■ Required action: From the records below, copy the lines that include "assumed".

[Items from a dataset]
════
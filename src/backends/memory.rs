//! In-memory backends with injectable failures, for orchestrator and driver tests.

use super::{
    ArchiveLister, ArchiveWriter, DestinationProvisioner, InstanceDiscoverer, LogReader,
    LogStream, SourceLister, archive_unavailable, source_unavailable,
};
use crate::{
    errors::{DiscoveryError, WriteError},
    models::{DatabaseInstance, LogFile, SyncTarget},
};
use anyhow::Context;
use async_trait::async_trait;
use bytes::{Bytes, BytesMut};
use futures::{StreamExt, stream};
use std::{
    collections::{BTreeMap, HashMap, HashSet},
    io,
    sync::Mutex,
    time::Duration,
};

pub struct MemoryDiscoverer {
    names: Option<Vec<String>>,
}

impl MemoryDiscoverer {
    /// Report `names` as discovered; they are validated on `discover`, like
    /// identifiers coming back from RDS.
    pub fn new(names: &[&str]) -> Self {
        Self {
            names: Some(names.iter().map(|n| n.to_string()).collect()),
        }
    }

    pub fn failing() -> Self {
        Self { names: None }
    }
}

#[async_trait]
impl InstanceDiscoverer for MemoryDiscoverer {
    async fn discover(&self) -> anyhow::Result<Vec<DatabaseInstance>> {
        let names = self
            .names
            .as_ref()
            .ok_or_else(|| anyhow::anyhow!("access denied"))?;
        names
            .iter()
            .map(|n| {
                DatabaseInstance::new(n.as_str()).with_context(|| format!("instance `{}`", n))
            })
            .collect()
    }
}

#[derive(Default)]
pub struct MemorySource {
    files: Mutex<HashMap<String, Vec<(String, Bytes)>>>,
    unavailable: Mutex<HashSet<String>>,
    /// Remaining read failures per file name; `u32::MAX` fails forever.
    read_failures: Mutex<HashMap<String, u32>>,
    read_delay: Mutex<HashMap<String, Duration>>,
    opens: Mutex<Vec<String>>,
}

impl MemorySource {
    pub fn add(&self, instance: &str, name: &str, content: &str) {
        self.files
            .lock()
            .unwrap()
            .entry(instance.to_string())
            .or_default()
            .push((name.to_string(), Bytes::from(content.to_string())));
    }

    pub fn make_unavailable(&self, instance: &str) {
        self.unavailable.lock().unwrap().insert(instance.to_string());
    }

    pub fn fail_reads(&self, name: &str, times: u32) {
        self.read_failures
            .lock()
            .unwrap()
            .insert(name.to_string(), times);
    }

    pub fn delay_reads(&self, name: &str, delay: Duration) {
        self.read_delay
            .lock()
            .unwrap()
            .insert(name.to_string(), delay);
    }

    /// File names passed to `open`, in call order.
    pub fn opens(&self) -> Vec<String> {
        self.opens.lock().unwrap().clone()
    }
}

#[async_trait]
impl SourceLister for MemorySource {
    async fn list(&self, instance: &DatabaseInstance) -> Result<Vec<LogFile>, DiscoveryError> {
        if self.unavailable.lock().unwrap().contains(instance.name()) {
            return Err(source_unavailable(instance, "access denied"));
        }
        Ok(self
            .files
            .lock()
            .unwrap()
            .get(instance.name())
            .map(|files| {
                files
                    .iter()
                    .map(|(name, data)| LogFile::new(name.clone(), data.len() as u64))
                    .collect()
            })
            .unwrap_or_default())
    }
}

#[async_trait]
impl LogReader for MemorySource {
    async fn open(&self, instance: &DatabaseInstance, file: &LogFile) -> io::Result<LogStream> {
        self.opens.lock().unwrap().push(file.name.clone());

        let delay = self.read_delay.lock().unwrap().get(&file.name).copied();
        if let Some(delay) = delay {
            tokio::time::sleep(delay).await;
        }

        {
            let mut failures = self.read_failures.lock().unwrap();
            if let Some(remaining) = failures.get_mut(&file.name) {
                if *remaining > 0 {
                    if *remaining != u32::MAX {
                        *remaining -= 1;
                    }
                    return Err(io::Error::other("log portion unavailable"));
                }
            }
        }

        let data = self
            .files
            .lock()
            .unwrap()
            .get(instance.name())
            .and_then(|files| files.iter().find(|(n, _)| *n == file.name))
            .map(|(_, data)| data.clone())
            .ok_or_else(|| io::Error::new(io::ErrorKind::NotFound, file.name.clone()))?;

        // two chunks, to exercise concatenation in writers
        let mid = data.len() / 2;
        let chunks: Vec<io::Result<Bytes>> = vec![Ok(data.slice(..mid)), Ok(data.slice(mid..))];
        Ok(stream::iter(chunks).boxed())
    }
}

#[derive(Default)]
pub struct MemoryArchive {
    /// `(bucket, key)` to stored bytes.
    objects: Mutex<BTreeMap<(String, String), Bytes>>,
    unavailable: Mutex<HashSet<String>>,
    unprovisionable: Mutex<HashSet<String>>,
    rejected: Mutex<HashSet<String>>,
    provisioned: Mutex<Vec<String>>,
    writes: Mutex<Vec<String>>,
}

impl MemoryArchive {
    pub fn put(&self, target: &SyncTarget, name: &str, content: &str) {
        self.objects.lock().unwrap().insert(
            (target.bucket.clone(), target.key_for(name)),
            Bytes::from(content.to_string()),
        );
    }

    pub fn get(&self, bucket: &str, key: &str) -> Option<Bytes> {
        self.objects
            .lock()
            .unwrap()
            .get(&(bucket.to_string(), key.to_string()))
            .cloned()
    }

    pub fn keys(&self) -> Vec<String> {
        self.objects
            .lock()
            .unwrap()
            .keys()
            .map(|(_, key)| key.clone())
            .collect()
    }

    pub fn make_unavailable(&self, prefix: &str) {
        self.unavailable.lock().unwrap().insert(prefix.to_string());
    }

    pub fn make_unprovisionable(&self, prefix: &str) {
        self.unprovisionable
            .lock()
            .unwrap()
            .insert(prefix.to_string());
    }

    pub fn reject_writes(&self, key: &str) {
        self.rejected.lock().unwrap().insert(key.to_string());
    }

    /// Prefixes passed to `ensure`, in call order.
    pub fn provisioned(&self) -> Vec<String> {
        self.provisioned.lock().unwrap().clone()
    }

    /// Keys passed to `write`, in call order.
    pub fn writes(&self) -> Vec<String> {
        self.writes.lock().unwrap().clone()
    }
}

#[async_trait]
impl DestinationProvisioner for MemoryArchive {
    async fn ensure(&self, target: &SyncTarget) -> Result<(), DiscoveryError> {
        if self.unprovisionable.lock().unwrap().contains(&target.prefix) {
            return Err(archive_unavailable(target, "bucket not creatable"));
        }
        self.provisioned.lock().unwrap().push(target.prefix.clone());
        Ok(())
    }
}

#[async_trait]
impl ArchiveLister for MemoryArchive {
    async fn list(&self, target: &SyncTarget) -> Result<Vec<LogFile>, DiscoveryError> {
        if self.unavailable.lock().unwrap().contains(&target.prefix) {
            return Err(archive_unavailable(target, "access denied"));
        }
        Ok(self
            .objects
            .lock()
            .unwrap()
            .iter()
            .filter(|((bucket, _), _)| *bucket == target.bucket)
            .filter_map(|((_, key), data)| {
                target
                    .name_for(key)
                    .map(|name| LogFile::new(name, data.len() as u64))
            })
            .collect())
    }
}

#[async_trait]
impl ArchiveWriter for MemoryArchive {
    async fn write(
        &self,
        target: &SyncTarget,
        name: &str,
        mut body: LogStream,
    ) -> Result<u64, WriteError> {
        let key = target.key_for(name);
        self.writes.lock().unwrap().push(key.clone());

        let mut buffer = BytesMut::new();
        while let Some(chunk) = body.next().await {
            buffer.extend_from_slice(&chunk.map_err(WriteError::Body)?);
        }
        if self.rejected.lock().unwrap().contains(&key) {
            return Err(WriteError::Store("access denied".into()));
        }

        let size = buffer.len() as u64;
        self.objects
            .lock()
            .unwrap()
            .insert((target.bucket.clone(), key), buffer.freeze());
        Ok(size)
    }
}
════
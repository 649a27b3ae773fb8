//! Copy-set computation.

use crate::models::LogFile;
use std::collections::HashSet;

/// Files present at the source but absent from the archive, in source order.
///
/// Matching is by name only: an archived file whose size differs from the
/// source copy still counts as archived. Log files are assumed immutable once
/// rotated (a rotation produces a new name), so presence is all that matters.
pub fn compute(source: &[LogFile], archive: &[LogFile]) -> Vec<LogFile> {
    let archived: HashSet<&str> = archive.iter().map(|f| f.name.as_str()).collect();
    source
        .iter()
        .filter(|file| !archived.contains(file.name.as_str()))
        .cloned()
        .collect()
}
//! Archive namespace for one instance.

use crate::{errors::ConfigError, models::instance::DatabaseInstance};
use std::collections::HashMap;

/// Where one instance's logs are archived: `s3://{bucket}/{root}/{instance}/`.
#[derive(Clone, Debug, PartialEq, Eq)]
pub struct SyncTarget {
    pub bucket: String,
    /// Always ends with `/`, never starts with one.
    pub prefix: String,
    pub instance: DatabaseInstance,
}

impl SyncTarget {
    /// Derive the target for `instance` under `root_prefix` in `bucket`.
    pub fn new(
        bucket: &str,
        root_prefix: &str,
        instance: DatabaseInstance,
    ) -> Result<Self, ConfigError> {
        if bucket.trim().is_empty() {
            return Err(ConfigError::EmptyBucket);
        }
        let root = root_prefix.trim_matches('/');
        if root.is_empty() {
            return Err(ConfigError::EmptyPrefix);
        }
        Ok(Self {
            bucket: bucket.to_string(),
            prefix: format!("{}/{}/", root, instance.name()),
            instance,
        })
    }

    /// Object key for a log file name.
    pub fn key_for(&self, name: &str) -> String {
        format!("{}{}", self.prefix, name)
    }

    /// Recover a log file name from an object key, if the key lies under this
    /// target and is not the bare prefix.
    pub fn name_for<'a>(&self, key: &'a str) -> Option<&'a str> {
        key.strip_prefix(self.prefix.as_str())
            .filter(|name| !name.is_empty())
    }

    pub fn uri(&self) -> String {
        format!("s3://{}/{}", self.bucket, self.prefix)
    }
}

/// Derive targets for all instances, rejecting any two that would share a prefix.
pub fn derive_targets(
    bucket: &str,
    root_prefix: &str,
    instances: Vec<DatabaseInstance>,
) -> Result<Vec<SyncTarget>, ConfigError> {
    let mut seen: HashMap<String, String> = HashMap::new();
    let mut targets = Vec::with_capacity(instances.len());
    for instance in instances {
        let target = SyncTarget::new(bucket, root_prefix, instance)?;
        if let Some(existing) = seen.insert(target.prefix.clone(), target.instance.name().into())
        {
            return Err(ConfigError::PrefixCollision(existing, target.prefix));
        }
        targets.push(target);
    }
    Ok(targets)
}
════
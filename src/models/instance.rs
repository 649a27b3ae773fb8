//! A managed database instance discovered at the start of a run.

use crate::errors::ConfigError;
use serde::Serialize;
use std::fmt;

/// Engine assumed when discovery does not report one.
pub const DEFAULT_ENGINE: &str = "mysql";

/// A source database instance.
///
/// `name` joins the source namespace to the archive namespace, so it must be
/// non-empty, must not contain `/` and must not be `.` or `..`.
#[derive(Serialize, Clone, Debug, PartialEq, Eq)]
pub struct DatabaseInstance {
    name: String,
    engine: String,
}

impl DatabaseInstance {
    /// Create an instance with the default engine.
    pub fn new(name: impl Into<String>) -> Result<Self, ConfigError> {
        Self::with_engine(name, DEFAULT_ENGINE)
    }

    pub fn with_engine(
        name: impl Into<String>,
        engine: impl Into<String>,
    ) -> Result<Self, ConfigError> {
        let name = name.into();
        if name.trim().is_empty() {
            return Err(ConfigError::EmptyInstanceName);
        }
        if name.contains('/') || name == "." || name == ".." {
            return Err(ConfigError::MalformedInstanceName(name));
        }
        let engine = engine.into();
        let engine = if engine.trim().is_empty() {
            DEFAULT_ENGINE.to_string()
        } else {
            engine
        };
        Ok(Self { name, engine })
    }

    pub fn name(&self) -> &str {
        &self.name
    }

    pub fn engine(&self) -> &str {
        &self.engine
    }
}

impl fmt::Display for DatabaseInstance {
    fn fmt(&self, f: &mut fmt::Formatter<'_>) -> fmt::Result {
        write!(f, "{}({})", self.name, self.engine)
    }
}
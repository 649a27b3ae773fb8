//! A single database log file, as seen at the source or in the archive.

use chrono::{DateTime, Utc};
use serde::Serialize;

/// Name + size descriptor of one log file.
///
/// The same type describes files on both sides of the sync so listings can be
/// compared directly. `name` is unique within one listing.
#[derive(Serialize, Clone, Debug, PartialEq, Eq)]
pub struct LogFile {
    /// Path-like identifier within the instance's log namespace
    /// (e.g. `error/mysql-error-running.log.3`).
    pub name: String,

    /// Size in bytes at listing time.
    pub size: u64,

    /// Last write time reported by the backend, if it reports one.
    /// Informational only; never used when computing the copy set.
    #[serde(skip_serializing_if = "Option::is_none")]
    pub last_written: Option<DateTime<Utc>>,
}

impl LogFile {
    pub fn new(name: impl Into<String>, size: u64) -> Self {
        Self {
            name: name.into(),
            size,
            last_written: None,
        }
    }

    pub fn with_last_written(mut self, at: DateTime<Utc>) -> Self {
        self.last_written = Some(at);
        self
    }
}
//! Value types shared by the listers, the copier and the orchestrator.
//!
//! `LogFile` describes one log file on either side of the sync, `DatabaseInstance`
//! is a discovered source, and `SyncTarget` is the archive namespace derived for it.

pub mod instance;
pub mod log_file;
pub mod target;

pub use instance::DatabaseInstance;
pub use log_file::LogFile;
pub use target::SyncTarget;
════
■ Answer below:
/// source copy still counts as archived. Log files are assumed immutable once
/// Engine assumed when discovery does not report one.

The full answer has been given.